Count the lines of data below that include "bool". Provide only the number.

### GIVEN DATA ###

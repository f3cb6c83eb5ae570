//! # REST API
//!
//! Builds the axum router that exposes the alias service over HTTP. All
//! endpoints share application state through axum's `State` extractor.
//!
//! ## Endpoints
//!
//! | Method | Path              | Success                               |
//! |--------|-------------------|---------------------------------------|
//! | GET    | `/health`         | 200 `{"status":"ok"}`                 |
//! | GET    | `/status`         | 200 service name, version, public key |
//! | GET    | `/resolve/:alias` | 200 signed `ResolutionResponse`       |
//! | POST   | `/register`       | 201 `{"status":"registered",...}`     |
//! | POST   | `/attest`         | 200 `{"alias":..,"attestation":n}`    |
//!
//! `/attest` is an operator call. It needs `Authorization: Bearer <token>`
//! matching the configured admin token, answers 401 `unauthorized` on a
//! missing or wrong token, and 403 `attestation_disabled` when the node has
//! no admin token at all.
//!
//! ## Errors
//!
//! Failures carry `{"error": <message>, "kind": <tag>}` where `kind` is
//! [`AlsError::kind`]. Status codes:
//!
//! | Kind                                      | Status |
//! |-------------------------------------------|--------|
//! | `not_found`                               | 404    |
//! | `suspended`, `reserved`                   | 403    |
//! | `already_exists`                          | 409    |
//! | `invalid_record`, `invalid_body`, attestation failures | 400 |
//! | `remote_unavailable`, `remote_rejected`   | 502    |
//! | `persistence_failure`                     | 500    |

use axum::{
    extract::{rejection::JsonRejection, Path, State},
    http::{header, HeaderMap, Method, StatusCode},
    response::{IntoResponse, Response},
    routing::{get, post},
    Json, Router,
};
use serde::{Deserialize, Serialize};
use std::sync::Arc;
use tower_http::cors::{Any, CorsLayer};
use tower_http::trace::TraceLayer;

use als_protocol::config::SERVICE_NAME;
use als_protocol::{
    normalize, AliasService, AlsError, AttestationReceipt, AttestationRequest, CancelToken,
    Durability, RegistrationReceipt, RegistrationRequest,
};

use crate::metrics::SharedMetrics;

// ---------------------------------------------------------------------------
// Application State
// ---------------------------------------------------------------------------

/// Shared application state available to all request handlers.
///
/// Cheap to clone, everything behind `Arc`.
#[derive(Clone)]
pub struct AppState {
    /// The node's reported version string.
    pub version: String,
    /// Local engine or hybrid resolver, depending on `--remote`.
    pub service: Arc<dyn AliasService>,
    /// Reference to Prometheus metrics for in-handler recording.
    pub metrics: SharedMetrics,
    /// Bearer token for operator endpoints. `None` disables them.
    pub admin_token: Option<Arc<str>>,
}

// ---------------------------------------------------------------------------
// Router Construction
// ---------------------------------------------------------------------------

/// Builds the full axum [`Router`] with all API routes, CORS, and tracing.
pub fn create_router(state: AppState) -> Router {
    let cors = CorsLayer::new()
        .allow_origin(Any)
        .allow_methods([Method::GET, Method::POST, Method::OPTIONS])
        .allow_headers(Any);

    Router::new()
        .route("/health", get(health_handler))
        .route("/status", get(status_handler))
        .route("/resolve/:alias", get(resolve_handler))
        .route("/register", post(register_handler))
        .route("/attest", post(attest_handler))
        .layer(cors)
        .layer(TraceLayer::new_for_http())
        .with_state(state)
}

// ---------------------------------------------------------------------------
// Response Types
// ---------------------------------------------------------------------------

/// Response payload for `GET /status`.
#[derive(Debug, Serialize, Deserialize)]
pub struct StatusResponse {
    pub service: String,
    pub version: String,
    /// Whether responses carry real signatures.
    pub signing: bool,
    /// Hex public key to verify `security_sig` against.
    pub public_key: Option<String>,
    /// Whether a ledger sits behind the local directory.
    pub remote: bool,
    pub timestamp: String,
}

/// Error body returned by every endpoint on failure.
#[derive(Debug, Serialize, Deserialize)]
pub struct ErrorResponse {
    pub error: String,
    pub kind: String,
}

/// HTTP status for each error kind.
pub fn status_for(err: &AlsError) -> StatusCode {
    match err {
        AlsError::NotFound { .. } => StatusCode::NOT_FOUND,
        AlsError::Suspended { .. } | AlsError::Reserved { .. } => StatusCode::FORBIDDEN,
        AlsError::AlreadyExists { .. } => StatusCode::CONFLICT,
        AlsError::InvalidRecord { .. } | AlsError::Attestation(_) => StatusCode::BAD_REQUEST,
        AlsError::RemoteUnavailable { .. } | AlsError::RemoteRejected { .. } => {
            StatusCode::BAD_GATEWAY
        }
        AlsError::Persistence(_) => StatusCode::INTERNAL_SERVER_ERROR,
    }
}

fn error_response(err: &AlsError) -> Response {
    let status = status_for(err);
    if status.is_server_error() {
        tracing::warn!(kind = err.kind(), error = %err, "request failed");
    } else {
        tracing::debug!(kind = err.kind(), error = %err, "request refused");
    }
    let body = ErrorResponse {
        error: err.to_string(),
        kind: err.kind().to_string(),
    };
    (status, Json(body)).into_response()
}

fn refusal(status: StatusCode, kind: &str, error: &str) -> Response {
    let body = ErrorResponse {
        error: error.into(),
        kind: kind.into(),
    };
    (status, Json(body)).into_response()
}

/// Check the bearer token on an operator request.
fn authorize_operator(state: &AppState, headers: &HeaderMap) -> Result<(), Response> {
    let Some(expected) = state.admin_token.as_deref() else {
        return Err(refusal(
            StatusCode::FORBIDDEN,
            "attestation_disabled",
            "no admin token configured on this node",
        ));
    };
    let presented = headers
        .get(header::AUTHORIZATION)
        .and_then(|value| value.to_str().ok())
        .and_then(|value| value.strip_prefix("Bearer "));
    match presented {
        Some(token) if token.as_bytes() == expected.as_bytes() => Ok(()),
        _ => Err(refusal(
            StatusCode::UNAUTHORIZED,
            "unauthorized",
            "missing or invalid admin token",
        )),
    }
}

fn bad_body(rejection: JsonRejection) -> Response {
    let body = ErrorResponse {
        error: rejection.body_text(),
        kind: "invalid_body".into(),
    };
    (StatusCode::BAD_REQUEST, Json(body)).into_response()
}

// ---------------------------------------------------------------------------
// Handlers
// ---------------------------------------------------------------------------

/// `GET /health`: returns 200 if the service is alive.
async fn health_handler() -> impl IntoResponse {
    (StatusCode::OK, Json(serde_json::json!({ "status": "ok" })))
}

/// `GET /status`: service identity and the key relying parties need.
async fn status_handler(State(state): State<AppState>) -> impl IntoResponse {
    let public_key = state.service.public_key();
    Json(StatusResponse {
        service: SERVICE_NAME.to_string(),
        version: state.version.clone(),
        signing: public_key.is_some(),
        public_key: public_key.map(|pk| pk.to_hex()),
        remote: state.service.remote_stats().is_some(),
        timestamp: chrono::Utc::now().to_rfc3339(),
    })
}

/// `GET /resolve/:alias`: signed resolution.
///
/// A dropped client connection drops this future, which in turn abandons
/// any ledger call in flight.
async fn resolve_handler(Path(alias): Path<String>, State(state): State<AppState>) -> Response {
    let timer = state.metrics.resolution_latency_seconds.start_timer();
    let result = state.service.resolve(&alias, &CancelToken::never()).await;
    timer.observe_duration();

    if let Some(stats) = state.service.remote_stats() {
        state.metrics.observe_remote(&stats);
    }

    match result {
        Ok(response) => {
            state.metrics.resolutions_total.with_label_values(&["ok"]).inc();
            (StatusCode::OK, Json(response)).into_response()
        }
        Err(e) => {
            state
                .metrics
                .resolutions_total
                .with_label_values(&[e.kind()])
                .inc();
            error_response(&e)
        }
    }
}

/// `POST /register`: register a new alias.
async fn register_handler(
    State(state): State<AppState>,
    payload: Result<Json<RegistrationRequest>, JsonRejection>,
) -> Response {
    let Json(request) = match payload {
        Ok(body) => body,
        Err(rejection) => {
            state
                .metrics
                .registrations_total
                .with_label_values(&["invalid_body"])
                .inc();
            return bad_body(rejection);
        }
    };

    let alias = normalize(&request.alias);
    match state
        .service
        .register(request.into_record(), &CancelToken::never())
        .await
    {
        Ok(durability) => {
            state
                .metrics
                .registrations_total
                .with_label_values(&["ok"])
                .inc();
            if let Durability::FlushFailed(e) = &durability {
                state.metrics.registration_flush_failures_total.inc();
                tracing::warn!(alias = %alias, error = %e, "registration not persisted");
            }
            let receipt = RegistrationReceipt::registered(alias, &durability);
            (StatusCode::CREATED, Json(receipt)).into_response()
        }
        Err(e) => {
            state
                .metrics
                .registrations_total
                .with_label_values(&[e.kind()])
                .inc();
            error_response(&e)
        }
    }
}
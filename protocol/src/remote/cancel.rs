//! # Cancellation Tokens
//!
//! A [`CancelToken`] combines two ways for a caller to bound a remote call:
//!
//! - an explicit signal, tripped through the paired [`CancelHandle`]
//!   (a `tokio::sync::watch` channel, the same shape the node uses for
//!   shutdown), and
//! - an optional deadline.
//!
//! Tokens are cheap to clone. Tightening a token's deadline never loosens
//! it: [`CancelToken::with_deadline`] keeps the earlier of the two.

use std::future::Future;
use std::time::Duration;

use tokio::sync::watch;
use tokio::time::Instant;

use super::RemoteError;

/// Trips every token created from it.
#[derive(Debug)]
pub struct CancelHandle {
    tx: watch::Sender<bool>,
}

impl CancelHandle {
    /// A handle and a token that observes it.
    pub fn pair() -> (Self, CancelToken) {
        let (tx, rx) = watch::channel(false);
        let token = CancelToken {
            signal: Some(rx),
            deadline: None,
        };
        (Self { tx }, token)
    }

    /// Cancel every outstanding and future call bound to this handle.
    pub fn cancel(&self) {
        // send_replace succeeds even if every receiver is gone.
        self.tx.send_replace(true);
    }

    pub fn is_cancelled(&self) -> bool {
        *self.tx.borrow()
    }

    /// Another token bound to this handle.
    pub fn token(&self) -> CancelToken {
        CancelToken {
            signal: Some(self.tx.subscribe()),
            deadline: None,
        }
    }
}

/// Caller-owned bound on a remote call.
#[derive(Debug, Clone, Default)]
pub struct CancelToken {
    signal: Option<watch::Receiver<bool>>,
    deadline: Option<Instant>,
}

impl CancelToken {
    /// A token that never trips on its own.
    pub fn never() -> Self {
        Self::default()
    }

    /// Same signal, with a deadline no later than `deadline`.
    pub fn with_deadline(mut self, deadline: Instant) -> Self {
        self.deadline = Some(match self.deadline {
            Some(existing) => existing.min(deadline),
            None => deadline,
        });
        self
    }

    /// Same signal, with a deadline no later than `timeout` from now.
    pub fn with_timeout(self, timeout: Duration) -> Self {
        self.with_deadline(Instant::now() + timeout)
    }

    pub fn deadline(&self) -> Option<Instant> {
        self.deadline
    }

    pub fn is_cancelled(&self) -> bool {
        self.signal.as_ref().map(|rx| *rx.borrow()).unwrap_or(false)
    }

    /// `Err` if the token has already tripped, checked without waiting.
    pub fn check(&self) -> Result<(), RemoteError> {
        if self.is_cancelled() {
            return Err(RemoteError::Cancelled);
        }
        match self.deadline {
            Some(deadline) if Instant::now() >= deadline => Err(RemoteError::DeadlineExceeded),
            _ => Ok(()),
        }
    }

    /// Resolves once the token trips, with the reason it tripped.
    ///
    /// A token whose handle was dropped without cancelling behaves like
    /// [`never`](Self::never) apart from its deadline.
    pub async fn tripped(&self) -> RemoteError {
        let signal = self.signal.clone();
        let cancelled = async move {
            let Some(mut rx) = signal else {
                return std::future::pending::<()>().await;
            };
            loop {
                if *rx.borrow_and_update() {
                    return;
                }
                if rx.changed().await.is_err() {
                    return std::future::pending::<()>().await;
                }
            }
        };
        let deadline = self.deadline;
        let expired = async move {
            match deadline {
                Some(at) => tokio::time::sleep_until(at).await,
                None => std::future::pending::<()>().await,
            }
        };

        tokio::select! {
            biased;
            _ = cancelled => RemoteError::Cancelled,
            _ = expired => RemoteError::DeadlineExceeded,
        }
    }

    /// Drive `fut` to completion unless the token trips first.
    pub async fn run<F, T>(&self, fut: F) -> Result<T, RemoteError>
    where
        F: Future<Output = Result<T, RemoteError>>,
    {
        self.check()?;
        tokio::select! {
            biased;
            reason = self.tripped() => Err(reason),
            out = fut => out,
        }
    }
}
//! # Prometheus Metrics
//!
//! Operational metrics for the alias service. Scraped by Prometheus at the
//! `/metrics` HTTP endpoint on the configured metrics port.
//!
//! All metrics are registered in a dedicated [`prometheus::Registry`] under
//! the `als` prefix so they do not collide with any default global registry
//! consumers.

use axum::http::StatusCode;
use axum::response::IntoResponse;
use prometheus::{
    Encoder, Histogram, HistogramOpts, IntCounter, IntCounterVec, IntGauge, Opts, Registry,
    TextEncoder,
};
use std::sync::Arc;

use als_protocol::RemoteStats;

/// Holds all Prometheus metric handles for the node.
#[derive(Clone)]
pub struct NodeMetrics {
    registry: Registry,
    /// Resolution requests, labelled by outcome (`ok` or an error kind).
    pub resolutions_total: IntCounterVec,
    /// Registration requests, labelled by outcome.
    pub registrations_total: IntCounterVec,
    /// Attestation requests, labelled by outcome.
    pub attestations_total: IntCounterVec,
    /// Registrations that succeeded in memory but did not reach the store.
    pub registration_flush_failures_total: IntCounter,
    /// Local misses sent to the ledger, as last reported by the resolver.
    pub remote_lookups: IntGauge,
    /// Ledger lookups that found a record.
    pub remote_hits: IntGauge,
    /// Ledger records that could not be cached durably.
    pub remote_write_back_failures: IntGauge,
    /// Time spent answering a resolution request, in seconds.
    pub resolution_latency_seconds: Histogram,
}

impl NodeMetrics {
    /// Creates and registers all metrics. Call once at startup.
    pub fn new() -> Result<Self, prometheus::Error> {
        let registry = Registry::new_custom(Some("als".into()), None)?;

        let resolutions_total = IntCounterVec::new(
            Opts::new("resolutions_total", "Alias resolution requests by outcome"),
            &["outcome"],
        )?;
        registry.register(Box::new(resolutions_total.clone()))?;

        let registrations_total = IntCounterVec::new(
            Opts::new("registrations_total", "Alias registration requests by outcome"),
            &["outcome"],
        )?;
        registry.register(Box::new(registrations_total.clone()))?;

        let attestations_total = IntCounterVec::new(
            Opts::new("attestations_total", "Attestation requests by outcome"),
            &["outcome"],
        )?;
        registry.register(Box::new(attestations_total.clone()))?;

        let registration_flush_failures_total = IntCounter::new(
            "registration_flush_failures_total",
            "Registrations kept in memory after the store refused the flush",
        )?;
        registry.register(Box::new(registration_flush_failures_total.clone()))?;

        let remote_lookups = IntGauge::new(
            "remote_lookups",
            "Local cache misses forwarded to the ledger since startup",
        )?;
        registry.register(Box::new(remote_lookups.clone()))?;

        let remote_hits = IntGauge::new(
            "remote_hits",
            "Ledger lookups that returned a record since startup",
        )?;
        registry.register(Box::new(remote_hits.clone()))?;

        let remote_write_back_failures = IntGauge::new(
            "remote_write_back_failures",
            "Ledger records that could not be cached durably since startup",
        )?;
        registry.register(Box::new(remote_write_back_failures.clone()))?;

        let resolution_latency_seconds = Histogram::with_opts(
            HistogramOpts::new(
                "resolution_latency_seconds",
                "Time to answer a resolution request in seconds",
            )
            .buckets(vec![
                0.0005, 0.001, 0.0025, 0.005, 0.01, 0.025, 0.05, 0.1, 0.25, 0.5, 1.0, 2.5, 5.0,
            ]),
        )?;
        registry.register(Box::new(resolution_latency_seconds.clone()))?;

        Ok(Self {
            registry,
            resolutions_total,
            registrations_total,
            attestations_total,
            registration_flush_failures_total,
            remote_lookups,
            remote_hits,
            remote_write_back_failures,
            resolution_latency_seconds,
        })
    }

    /// Copy the resolver's ledger counters into the gauges.
    pub fn observe_remote(&self, stats: &RemoteStats) {
        self.remote_lookups.set(stats.remote_lookups as i64);
        self.remote_hits.set(stats.remote_hits as i64);
        self.remote_write_back_failures
            .set(stats.write_back_failures as i64);
    }

    /// Encodes all registered metrics into the Prometheus text exposition format.
    pub fn encode(&self) -> Result<String, prometheus::Error> {
        let encoder = TextEncoder::new();
        let metric_families = self.registry.gather();
        let mut buffer = Vec::new();
        encoder.encode(&metric_families, &mut buffer)?;
        String::from_utf8(buffer).map_err(|e| prometheus::Error::Msg(e.to_string()))
    }
}

/// Shared metrics state passed to axum handlers.
pub type SharedMetrics = Arc<NodeMetrics>;

/// Axum handler that renders `/metrics` in Prometheus text format.
///
/// Returns HTTP 500 if encoding fails.
pub async fn metrics_handler(
    axum::extract::State(metrics): axum::extract::State<SharedMetrics>,
) -> impl IntoResponse {
    match metrics.encode() {
        Ok(body) => (
            StatusCode::OK,
            [("content-type", "text/plain; version=0.0.4; charset=utf-8")],
            body,
        )
            .into_response(),
        Err(e) => {
            tracing::error!("failed to encode metrics: {}", e);
            (StatusCode::INTERNAL_SERVER_ERROR, "metrics encoding failed").into_response()
        }
    }
}

#[cfg(test)]
mod tests {
    use super::*;

    #[test]
    fn encodes_with_prefix_and_labels() {
        let metrics = NodeMetrics::new().unwrap();
        metrics.resolutions_total.with_label_values(&["ok"]).inc();
        metrics
            .resolutions_total
            .with_label_values(&["not_found"])
            .inc_by(2);

        let text = metrics.encode().unwrap();
        assert!(text.contains("als_resolutions_total{outcome=\"ok\"} 1"));
        assert!(text.contains("als_resolutions_total{outcome=\"not_found\"} 2"));
    }

    #[test]
    fn remote_stats_land_in_gauges() {
        let metrics = NodeMetrics::new().unwrap();
        metrics.observe_remote(&RemoteStats {
            remote_lookups: 5,
            remote_hits: 3,
            write_back_failures: 1,
        });
        let text = metrics.encode().unwrap();
        assert!(text.contains("als_remote_lookups 5"));
        assert!(text.contains("als_remote_hits 3"));
        assert!(text.contains("als_remote_write_back_failures 1"));
    }

    #[tokio::test]
    async fn handler_serves_text_format() {
        use axum::body::Body;
        use axum::http::Request;
        use axum::routing::get;
        use axum::Router;
        use tower::ServiceExt;

        let metrics = Arc::new(NodeMetrics::new().unwrap());
        metrics.registration_flush_failures_total.inc();
        let router = Router::new()
            .route("/metrics", get(metrics_handler))
            .with_state(metrics);

        let resp = router
            .oneshot(Request::builder().uri("/metrics").body(Body::empty()).unwrap())
            .await
            .unwrap();
        assert_eq!(resp.status(), StatusCode::OK);
        assert!(resp.headers()["content-type"]
            .to_str()
            .unwrap()
            .starts_with("text/plain"));
    }
}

###

ANSWER BOX -
6